In my work and of those I am connected to, I can only do my work when those decision-makers can and wish to shift their thinking, or mindset. So, actually I tell people I do is to 'redesign services' or 'systemic service designer'. But I dont actually do that, what I do is to help those that wish to, to expand their boundaries of what they understand, and are wanting to learn a new paradigm of how to design, and manage people in what we call an organisation.
Mark, I find this a well thought out and balanced piece, thats really helpful.
It depends on what type of consulting we‘re talking about, or, more precisely maybe, about the attitude we take as a consultant. If you sell a „done-for you“ approach, you‘re trying to implement a solution, which, although many will claim otherwise, is mostly off-the-shelf. These solutions scale well and, as they are highly standardized, you don‘t need that much experience.
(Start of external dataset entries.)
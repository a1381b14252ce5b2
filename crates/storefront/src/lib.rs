//! Midnight Dream Storefront library.
//!
//! A storefront demo: product catalog, shopping cart, mock authentication,
//! and modal/sidebar orchestration, rendered to HTML with askama. State
//! persists through a key-value store adapter; the "network" is a pair of
//! injected asynchronous collaborators with simulated latency.

#![cfg_attr(not(test), forbid(unsafe_code))]

pub mod app;
pub mod cart;
pub mod catalog;
pub mod checkout;
pub mod config;
pub mod error;
pub mod filters;
pub mod notify;
pub mod render;
pub mod services;
pub mod storage;
pub mod ui;
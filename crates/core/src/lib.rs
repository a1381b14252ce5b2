//! Midnight Dream Core - Shared types library.
//!
//! This crate provides common types used across all Midnight Dream components:
//! - `storefront` - The storefront demo library and binary
//!
//! # Architecture
//!
//! The core crate contains only types - no I/O, no storage access, no
//! rendering. This keeps it lightweight and allows it to be used anywhere.
//!
//! # Modules
//!
//! - [`types`] - Newtype wrappers for type-safe IDs, prices, and emails

#![cfg_attr(not(test), forbid(unsafe_code))]

pub mod types;

pub use types::*;
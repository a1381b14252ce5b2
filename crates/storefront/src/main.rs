//! Midnight Dream Storefront - demo binary.
//!
//! Builds the application from persisted state and writes the rendered
//! storefront page to the output directory. There is no HTTP server: the
//! demo is a static rendering of whatever state survived previous runs.
//!
//! # Architecture
//!
//! - Askama templates for rendering
//! - Key-value file store standing in for browser `localStorage`
//! - Simulated order gateway and auth backend behind traits

#![cfg_attr(not(test), forbid(unsafe_code))]

use std::fs;
use std::sync::Arc;

use tracing_subscriber::{EnvFilter, layer::SubscriberExt, util::SubscriberInitExt};

use askama::Template;

use midnight_dream_storefront::app::App;
use midnight_dream_storefront::cart::view::{CartCountTemplate, CartItemsTemplate, badge_label};
use midnight_dream_storefront::catalog::Catalog;
use midnight_dream_storefront::checkout::MockOrderGateway;
use midnight_dream_storefront::config::StorefrontConfig;
use midnight_dream_storefront::error::Result;
use midnight_dream_storefront::notify::TracingSink;
use midnight_dream_storefront::services::auth::MockAuthBackend;
use midnight_dream_storefront::storage::JsonFileStore;

#[tokio::main]
async fn main() {
    // Initialize tracing with EnvFilter; defaults to info level for our
    // crate if RUST_LOG is not set.
    let env_filter = EnvFilter::try_from_default_env()
        .unwrap_or_else(|_| "midnight_dream_storefront=info".into());

    tracing_subscriber::registry()
        .with(env_filter)
        .with(tracing_subscriber::fmt::layer())
        .init();

    let config = StorefrontConfig::from_env().expect("Failed to load configuration");

    if let Err(e) = run(config).await {
        tracing::error!("storefront demo failed: {e}");
        std::process::exit(1);
    }
}

async fn run(config: StorefrontConfig) -> Result<()> {
    let store = Arc::new(JsonFileStore::new(&config.data_dir));
    let sink = Arc::new(TracingSink);
    let catalog = Catalog::load_default()?;

    let gateway = MockOrderGateway::new(config.checkout_latency);
    let backend = MockAuthBackend::new(config.auth_latency, config.auth_failure_rate);

    let app = App::new(catalog, store, sink, gateway, backend);
    tracing::info!(
        items = app.cart().total_items(),
        signed_in = app.auth().is_authenticated(),
        "application initialized"
    );

    let html = app.render_index()?;
    fs::create_dir_all(&config.out_dir)?;
    let out_path = config.out_dir.join("index.html");
    fs::write(&out_path, html)?;

    // Standalone fragments, for consumers that swap parts of the page.
    let fragments_dir = config.out_dir.join("fragments");
    fs::create_dir_all(&fragments_dir)?;
    let items = CartItemsTemplate {
        cart: app.cart().view(),
    };
    fs::write(fragments_dir.join("cart_items.html"), items.render()?)?;
    let count = CartCountTemplate {
        badge: badge_label(app.cart().total_items()),
    };
    fs::write(fragments_dir.join("cart_count.html"), count.render()?)?;

    tracing::info!(path = %out_path.display(), "storefront rendered");
    Ok(())
}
Another approach and attitude to consulting is to not focus on the solution as such, but on the process to get to a solution. In this type of consulting, you‘re promising and selling to help the company co-create its own solution. This approach can also be standardized to a certain degree. Diagnosis (a real one), forming hypotheses about what‘s going on, designing interventions to make progress, followed by implementing these, and then evaluating again whether the intended result was achieved or not, which serves as the input for the next iteration of interventions. This approach is also standardized to a certain degree, it can scale, although it does less so with unexperienced consultants.
Thanks Marc, this is the version I spent years selling. The niggle I kept hitting was the sequence itself, diagnose, form hypotheses, design interventions, evaluate. It assumes the system holds still long enough to be diagnosed and responds predictably enough to be intervened in. Complex systems do neither. Curious how you handle it when the intervention reshapes the thing you were trying to diagnose? It's where I started to wonder/realise I was redecorating the linear paradigm rather than accepting complexity.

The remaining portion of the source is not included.